-- INSTRUCTIONS FOR THE TASK --
Look through the records below and collect all lines that hold the string "else".

-- DATASET RECORDS --
━━━━━━━━━━━━━━━━━━━━━━━━━━━━━━

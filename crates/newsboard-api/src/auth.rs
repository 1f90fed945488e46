use argon2::{
    Argon2, PasswordHash, PasswordHasher, PasswordVerifier,
    password_hash::{self, SaltString, rand_core::OsRng},
};
use axum::{
    Form,
    body::Body,
    extract::{FromRequest, Request, State},
    http::{HeaderMap, StatusCode},
    response::IntoResponse,
};
use axum_extra::extract::cookie::{Cookie, CookieJar, SameSite};
use tracing::{info, warn};

use newsboard_types::api::{LoginForm, SESSION_COOKIE};

use crate::error::{ApiError, run_blocking};
use crate::session::{SessionContext, session_tokens};
use crate::state::AppState;

/// Hash a password with Argon2id and a random salt, producing a PHC string.
pub fn hash_password(password: &str) -> anyhow::Result<String> {
    let salt = SaltString::generate(&mut OsRng);
    let hash = Argon2::default()
        .hash_password(password.as_bytes(), &salt)
        .map_err(|e| anyhow::anyhow!("password hashing failed: {}", e))?;
    Ok(hash.to_string())
}

/// Check `password` against a stored PHC string.
pub fn verify_password(password: &str, stored: &str) -> anyhow::Result<bool> {
    let parsed = PasswordHash::new(stored)
        .map_err(|e| anyhow::anyhow!("stored password hash is unreadable: {}", e))?;

    match Argon2::default().verify_password(password.as_bytes(), &parsed) {
        Ok(()) => Ok(true),
        Err(password_hash::Error::Password) => Ok(false),
        Err(e) => Err(anyhow::anyhow!("password verification failed: {}", e)),
    }
}

/// Login bodies are two short fields.
const LOGIN_BODY_LIMIT: usize = 16 * 1024;

fn invalid_credentials() -> ApiError {
    ApiError::Unauthenticated("Cannot log in. Invalid username or password.".into())
}

/// POST /api/login (form-encoded `username`, `password`).
pub async fn login(
    State(state): State<AppState>,
    headers: HeaderMap,
    jar: CookieJar,
    request: Request,
) -> Result<impl IntoResponse, ApiError> {
    let rejected = |e: &dyn std::fmt::Display| {
        warn!("Rejected login body: {}", e);
        ApiError::bad_request("Login expects a form-encoded username and password.")
    };

    let (parts, body) = request.into_parts();
    let bytes = axum::body::to_bytes(body, LOGIN_BODY_LIMIT).await.map_err(|e| rejected(&e))?;

    // No body at all means no credentials, not a malformed request
    let form = if bytes.is_empty() {
        LoginForm::default()
    } else {
        let request = Request::from_parts(parts, Body::from(bytes));
        let Form(form) = Form::<LoginForm>::from_request(request, &state)
            .await
            .map_err(|e| rejected(&e))?;
        form
    };

    let (Some(username), Some(password)) = (form.username, form.password) else {
        return Err(invalid_credentials());
    };
    if username.is_empty() || password.is_empty() {
        return Err(invalid_credentials());
    }

    // Logging in again replaces whatever session the client already holds
    let previous = session_tokens(&headers);
    let state_for_auth = state.clone();
    let user = username.clone();
    let authenticated = run_blocking("login", move || {
        let Some(author) = state_for_auth.db.get_author(&user)? else {
            return Ok(false);
        };
        verify_password(&password, &author.password)
    })
    .await?;

    if !authenticated {
        warn!("Failed login for '{}'", username);
        return Err(invalid_credentials());
    }

    let sessions = state.sessions.clone();
    let user = username.clone();
    let token = run_blocking("session create", move || {
        for old in previous {
            sessions.revoke(&old)?;
        }
        sessions.create(&user)
    })
    .await?;

    let cookie = Cookie::build((SESSION_COOKIE, token))
        .path("/")
        .http_only(true)
        .same_site(SameSite::Lax)
        .secure(state.secure_cookies);

    info!("{} logged in", username);
    Ok((
        jar.add(cookie),
        (StatusCode::OK, format!("Successfully logged in as {}", username)),
    ))
}

/// POST /api/logout
pub async fn logout(
    State(state): State<AppState>,
    session: SessionContext,
    jar: CookieJar,
) -> Result<impl IntoResponse, ApiError> {
    let sessions = state.sessions.clone();
    let token = session.token.clone();
    run_blocking("session revoke", move || sessions.revoke(&token)).await?;

    info!("{} logged out", session.username);
    Ok((
        jar.remove(Cookie::build(SESSION_COOKIE).path("/")),
        (StatusCode::OK, "Logged out. Goodbye!"),
    ))
}

/// Any non-POST method on /api/login.
pub async fn login_wrong_method() -> ApiError {
    ApiError::NotFound("Bad request.".into())
}

/// Any non-POST method on /api/logout. A session is still required first.
pub async fn logout_wrong_method(_session: SessionContext) -> ApiError {
    ApiError::bad_request("Bad request. Log out with POST.")
}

━━━━━━━━━━━━━━━━━━━━━━━━━━━━━━

-- OUTPUT FOR THIS TASK --
    } else {
    let (Some(username), Some(password)) = (form.username, form.password) else {
        let Some(author) = state_for_auth.db.get_author(&user)? else {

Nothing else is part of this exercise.